[Stored entries]
◆ ◆ ◆ ◆

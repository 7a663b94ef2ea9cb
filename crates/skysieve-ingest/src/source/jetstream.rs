//! Live Jetstream event source.
//!
//! Connects to a Jetstream endpoint over WebSocket and streams post-collection
//! commits as JSON frames. The subscription is server-side filtered via
//! `wantedCollections`, so almost every frame decodes to an event.
//!
//! # Reconnection
//!
//! Connection loss is handled internally: the source reconnects with
//! exponential backoff and resumes from the last *emitted* cursor, so the
//! pump's position is preserved across drops. A frame the pump never saw is
//! re-delivered after reconnect; downstream idempotence absorbs the overlap.

use std::time::Duration;

use futures::StreamExt;
use metrics::counter;
use skysieve_core::{CommitEnvelope, decode_frame};
use tokio::net::TcpStream;
use tokio_tungstenite::tungstenite::Message;
use tokio_tungstenite::{MaybeTlsStream, WebSocketStream, connect_async};
use url::Url;

use super::{CommitSource, SourceStats};
use crate::error::{Error, Result};

/// Default public Jetstream endpoint.
pub const DEFAULT_JETSTREAM_URL: &str = "wss://jetstream2.us-east.bsky.network";

type WsStream = WebSocketStream<MaybeTlsStream<TcpStream>>;

/// Configuration for the Jetstream source.
#[derive(Debug, Clone)]
pub struct JetstreamConfig {
    /// Endpoint base URL (the source appends `/subscribe`).
    pub endpoint: String,

    /// Collections to subscribe to.
    pub collections: Vec<String>,

    /// Cursor to resume from on the first connect. `None` starts live.
    pub cursor: Option<u64>,

    /// Initial reconnect backoff; doubles per failed attempt.
    pub reconnect_backoff: Duration,

    /// Backoff ceiling.
    pub max_reconnect_backoff: Duration,
}

impl Default for JetstreamConfig {
    fn default() -> Self {
        Self {
            endpoint: DEFAULT_JETSTREAM_URL.to_string(),
            collections: vec![skysieve_core::POST_COLLECTION.to_string()],
            cursor: None,
            reconnect_backoff: Duration::from_secs(1),
            max_reconnect_backoff: Duration::from_secs(60),
        }
    }
}

/// Live Jetstream commit source.
pub struct JetstreamSource {
    config: JetstreamConfig,
    ws: Option<WsStream>,
    stats: SourceStats,
    backoff: Duration,
    /// Cursor of the last envelope handed to the pump; reconnects resume here.
    last_cursor: Option<u64>,
}

impl JetstreamSource {
    /// Create a source with the given configuration.
    pub fn new(config: JetstreamConfig) -> Self {
        let backoff = config.reconnect_backoff;
        Self {
            config,
            ws: None,
            stats: SourceStats::default(),
            backoff,
            last_cursor: None,
        }
    }

    /// Build the subscription URL for the current resume position.
    fn subscribe_url(&self) -> Result<Url> {
        let base = format!("{}/subscribe", self.config.endpoint.trim_end_matches('/'));
        let mut url = Url::parse(&base)
            .map_err(|e| Error::Config(format!("invalid Jetstream endpoint: {e}")))?;

        {
            let mut query = url.query_pairs_mut();
            for collection in &self.config.collections {
                query.append_pair("wantedCollections", collection);
            }
            if let Some(cursor) = self.last_cursor.or(self.config.cursor) {
                query.append_pair("cursor", &cursor.to_string());
            }
        }
        Ok(url)
    }

    async fn connect(&mut self) -> Result<()> {
        let url = self.subscribe_url()?;
        tracing::info!(url = %url, "connecting to Jetstream");

        let (ws, _response) = connect_async(url.as_str())
            .await
            .map_err(|e| Error::WebSocket(e.to_string()))?;

        tracing::info!("Jetstream connected");
        self.backoff = self.config.reconnect_backoff;
        self.ws = Some(ws);
        Ok(())
    }

    /// Drop the connection and wait out the current backoff.
    async fn await_reconnect(&mut self) {
        self.ws = None;
        self.stats.reconnects += 1;
        counter!("ingest_reconnects_total").increment(1);

        tracing::warn!(
            backoff_secs = self.backoff.as_secs_f64(),
            "Jetstream connection lost, reconnecting"
        );
        tokio::time::sleep(self.backoff).await;
        self.backoff = (self.backoff * 2).min(self.config.max_reconnect_backoff);
    }
}

impl CommitSource for JetstreamSource {
    fn name(&self) -> &'static str {
        "jetstream"
    }

    async fn next_event(&mut self) -> Result<Option<CommitEnvelope>> {
        loop {
            if self.ws.is_none()
                && let Err(e) = self.connect().await
            {
                tracing::warn!(error = %e, "Jetstream connect failed");
                self.await_reconnect().await;
                continue;
            }
            let Some(ws) = self.ws.as_mut() else {
                continue;
            };

            match ws.next().await {
                Some(Ok(Message::Text(text))) => {
                    self.stats.total_frames += 1;
                    match decode_frame(&text) {
                        Ok(Some(envelope)) => {
                            self.last_cursor = Some(envelope.cursor);
                            self.stats.decoded_events += 1;
                            return Ok(Some(envelope));
                        }
                        Ok(None) => {
                            self.stats.skipped_frames += 1;
                        }
                        Err(e) => {
                            self.stats.malformed_frames += 1;
                            counter!("ingest_events_malformed_total").increment(1);
                            tracing::debug!(error = %e, "malformed Jetstream frame skipped");
                        }
                    }
                }
                // Pings are answered by the library on the next flush
                Some(Ok(Message::Ping(_) | Message::Pong(_))) => {}
                Some(Ok(other)) => {
                    tracing::trace!(?other, "ignoring non-text Jetstream message");
                }
                Some(Err(e)) => {
                    tracing::warn!(error = %e, "Jetstream read error");
                    self.await_reconnect().await;
                }
                None => {
                    self.await_reconnect().await;
                }
            }
        }
    }

    fn stats(&self) -> SourceStats {
        self.stats
    }
}

#[cfg(test)]
mod tests {
    use super::*;

    // =========================================================================
    // Subscription URL
    // =========================================================================

    #[test]
    fn test_subscribe_url_defaults() {
        let source = JetstreamSource::new(JetstreamConfig::default());
        let url = source.subscribe_url().unwrap();

        assert_eq!(url.host_str(), Some("jetstream2.us-east.bsky.network"));
        assert_eq!(url.path(), "/subscribe");
        assert_eq!(
            url.query(),
            Some("wantedCollections=app.bsky.feed.post")
        );
    }

    #[test]
    fn test_subscribe_url_with_cursor() {
        let source = JetstreamSource::new(JetstreamConfig {
            cursor: Some(1725911162329308),
            ..JetstreamConfig::default()
        });
        let url = source.subscribe_url().unwrap();

        assert!(
            url.query()
                .unwrap()
                .contains("cursor=1725911162329308")
        );
    }

    #[test]
    fn test_subscribe_url_resumes_from_last_emitted_cursor() {
        let mut source = JetstreamSource::new(JetstreamConfig {
            cursor: Some(100),
            ..JetstreamConfig::default()
        });
        source.last_cursor = Some(250);

        let url = source.subscribe_url().unwrap();
        assert!(url.query().unwrap().contains("cursor=250"));
    }

    #[test]
    fn test_subscribe_url_trailing_slash() {
        let source = JetstreamSource::new(JetstreamConfig {
            endpoint: "wss://example.test/".to_string(),
            ..JetstreamConfig::default()
        });
        let url = source.subscribe_url().unwrap();
        assert_eq!(url.as_str(), "wss://example.test/subscribe?wantedCollections=app.bsky.feed.post");
    }

    #[test]
    fn test_subscribe_url_multiple_collections() {
        let source = JetstreamSource::new(JetstreamConfig {
            collections: vec![
                "app.bsky.feed.post".to_string(),
                "app.bsky.feed.repost".to_string(),
            ],
            ..JetstreamConfig::default()
        });
        let url = source.subscribe_url().unwrap();
        let query = url.query().unwrap();
        assert!(query.contains("wantedCollections=app.bsky.feed.post"));
        assert!(query.contains("wantedCollections=app.bsky.feed.repost"));
    }

    #[test]
    fn test_invalid_endpoint_rejected() {
        let source = JetstreamSource::new(JetstreamConfig {
            endpoint: "not a url".to_string(),
            ..JetstreamConfig::default()
        });
        assert!(matches!(source.subscribe_url(), Err(Error::Config(_))));
    }
}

◆ ◆ ◆ ◆

ACTION ITEM ->
All of the entries must be quoted exactly; please include each one.

SOLUTION BELOW ->
repository 7a663b94ef2ea9cb
filename crates/skysieve-ingest/src/source/jetstream.rs
//! Live Jetstream event source.
//!
//! Connects to a Jetstream endpoint over WebSocket and streams post-collection
//! commits as JSON frames. The subscription is server-side filtered via
//! `wantedCollections`, so almost every frame decodes to an event.
//!
//! # Reconnection
//!
//! Connection loss is handled internally: the source reconnects with
//! exponential backoff and resumes from the last *emitted* cursor, so the
//! pump's position is preserved across drops. A frame the pump never saw is
//! re-delivered after reconnect; downstream idempotence absorbs the overlap.

use std::time::Duration;

use futures::StreamExt;
use metrics::counter;
use skysieve_core::{CommitEnvelope, decode_frame};
use tokio::net::TcpStream;
use tokio_tungstenite::tungstenite::Message;
use tokio_tungstenite::{MaybeTlsStream, WebSocketStream, connect_async};
use url::Url;

use super::{CommitSource, SourceStats};
use crate::error::{Error, Result};

/// Default public Jetstream endpoint.
pub const DEFAULT_JETSTREAM_URL: &str = "wss://jetstream2.us-east.bsky.network";

type WsStream = WebSocketStream<MaybeTlsStream<TcpStream>>;

/// Configuration for the Jetstream source.
#[derive(Debug, Clone)]
pub struct JetstreamConfig {
    /// Endpoint base URL (the source appends `/subscribe`).
    pub endpoint: String,

    /// Collections to subscribe to.
    pub collections: Vec<String>,

    /// Cursor to resume from on the first connect. `None` starts live.
    pub cursor: Option<u64>,

    /// Initial reconnect backoff; doubles per failed attempt.
    pub reconnect_backoff: Duration,

    /// Backoff ceiling.
    pub max_reconnect_backoff: Duration,
}

impl Default for JetstreamConfig {
    fn default() -> Self {
        Self {
            endpoint: DEFAULT_JETSTREAM_URL.to_string(),
            collections: vec![skysieve_core::POST_COLLECTION.to_string()],
            cursor: None,
            reconnect_backoff: Duration::from_secs(1),
            max_reconnect_backoff: Duration::from_secs(60),
        }
    }
}

/// Live Jetstream commit source.
pub struct JetstreamSource {
    config: JetstreamConfig,
    ws: Option<WsStream>,
    stats: SourceStats,
    backoff: Duration,
    /// Cursor of the last envelope handed to the pump; reconnects resume here.
    last_cursor: Option<u64>,
}

impl JetstreamSource {
    /// Create a source with the given configuration.
    pub fn new(config: JetstreamConfig) -> Self {
        let backoff = config.reconnect_backoff;
        Self {
            config,
            ws: None,
            stats: SourceStats::default(),
            backoff,
            last_cursor: None,
        }
    }

    /// Build the subscription URL for the current resume position.
    fn subscribe_url(&self) -> Result<Url> {
        let base = format!("{}/subscribe", self.config.endpoint.trim_end_matches('/'));
        let mut url = Url::parse(&base)
            .map_err(|e| Error::Config(format!("invalid Jetstream endpoint: {e}")))?;

        {
            let mut query = url.query_pairs_mut();
            for collection in &self.config.collections {
                query.append_pair("wantedCollections", collection);
            }
            if let Some(cursor) = self.last_cursor.or(self.config.cursor) {
                query.append_pair("cursor", &cursor.to_string());
            }
        }
        Ok(url)
    }

    async fn connect(&mut self) -> Result<()> {
        let url = self.subscribe_url()?;
        tracing::info!(url = %url, "connecting to Jetstream");

        let (ws, _response) = connect_async(url.as_str())
            .await
            .map_err(|e| Error::WebSocket(e.to_string()))?;

        tracing::info!("Jetstream connected");
        self.backoff = self.config.reconnect_backoff;
        self.ws = Some(ws);
        Ok(())
    }

    /// Drop the connection and wait out the current backoff.
    async fn await_reconnect(&mut self) {
        self.ws = None;
        self.stats.reconnects += 1;
        counter!("ingest_reconnects_total").increment(1);

        tracing::warn!(
            backoff_secs = self.backoff.as_secs_f64(),
            "Jetstream connection lost, reconnecting"
        );
        tokio::time::sleep(self.backoff).await;
        self.backoff = (self.backoff * 2).min(self.config.max_reconnect_backoff);
    }
}

impl CommitSource for JetstreamSource {
    fn name(&self) -> &'static str {
        "jetstream"
    }

    async fn next_event(&mut self) -> Result<Option<CommitEnvelope>> {
        loop {
            if self.ws.is_none()
                && let Err(e) = self.connect().await
            {
                tracing::warn!(error = %e, "Jetstream connect failed");
                self.await_reconnect().await;
                continue;
            }
            let Some(ws) = self.ws.as_mut() else {
                continue;
            };

            match ws.next().await {
                Some(Ok(Message::Text(text))) => {
                    self.stats.total_frames += 1;
                    match decode_frame(&text) {
                        Ok(Some(envelope)) => {
                            self.last_cursor = Some(envelope.cursor);
                            self.stats.decoded_events += 1;
                            return Ok(Some(envelope));
                        }
                        Ok(None) => {
                            self.stats.skipped_frames += 1;
                        }
                        Err(e) => {
                            self.stats.malformed_frames += 1;
                            counter!("ingest_events_malformed_total").increment(1);
                            tracing::debug!(error = %e, "malformed Jetstream frame skipped");
                        }
                    }
                }
                // Pings are answered by the library on the next flush
                Some(Ok(Message::Ping(_) | Message::Pong(_))) => {}
                Some(Ok(other)) => {
                    tracing::trace!(?other, "ignoring non-text Jetstream message");
                }
                Some(Err(e)) => {
                    tracing::warn!(error = %e, "Jetstream read error");
                    self.await_reconnect().await;
                }
                None => {
                    self.await_reconnect().await;
                }
            }
        }
    }

    fn stats(&self) -> SourceStats {
        self.stats
    }
}

#[cfg(test)]
mod tests {
    use super::*;

    // =========================================================================
    // Subscription URL
    // =========================================================================

    #[test]
    fn test_subscribe_url_defaults() {
        let source = JetstreamSource::new(JetstreamConfig::default());
        let url = source.subscribe_url().unwrap();

        assert_eq!(url.host_str(), Some("jetstream2.us-east.bsky.network"));
        assert_eq!(url.path(), "/subscribe");
        assert_eq!(
            url.query(),
            Some("wantedCollections=app.bsky.feed.post")
        );
    }

    #[test]
    fn test_subscribe_url_with_cursor() {
        let source = JetstreamSource::new(JetstreamConfig {
            cursor: Some(1725911162329308),
            ..JetstreamConfig::default()
        });
        let url = source.subscribe_url().unwrap();

        assert!(
            url.query()
                .unwrap()
                .contains("cursor=1725911162329308")
        );
    }

    #[test]
    fn test_subscribe_url_resumes_from_last_emitted_cursor() {
        let mut source = JetstreamSource::new(JetstreamConfig {
            cursor: Some(100),
            ..JetstreamConfig::default()
        });
        source.last_cursor = Some(250);

        let url = source.subscribe_url().unwrap();
        assert!(url.query().unwrap().contains("cursor=250"));
    }

    #[test]
    fn test_subscribe_url_trailing_slash() {
        let source = JetstreamSource::new(JetstreamConfig {
            endpoint: "wss://example.test/".to_string(),
            ..JetstreamConfig::default()
        });
        let url = source.subscribe_url().unwrap();
        assert_eq!(url.as_str(), "wss://example.test/subscribe?wantedCollections=app.bsky.feed.post");
    }

    #[test]
    fn test_subscribe_url_multiple_collections() {
        let source = JetstreamSource::new(JetstreamConfig {
            collections: vec![
                "app.bsky.feed.post".to_string(),
                "app.bsky.feed.repost".to_string(),
            ],
            ..JetstreamConfig::default()
        });
        let url = source.subscribe_url().unwrap();
        let query = url.query().unwrap();
        assert!(query.contains("wantedCollections=app.bsky.feed.post"));
        assert!(query.contains("wantedCollections=app.bsky.feed.repost"));
    }

    #[test]
    fn test_invalid_endpoint_rejected() {
        let source = JetstreamSource::new(JetstreamConfig {
            endpoint: "not a url".to_string(),
            ..JetstreamConfig::default()
        });
        assert!(matches!(source.subscribe_url(), Err(Error::Config(_))));
    }
}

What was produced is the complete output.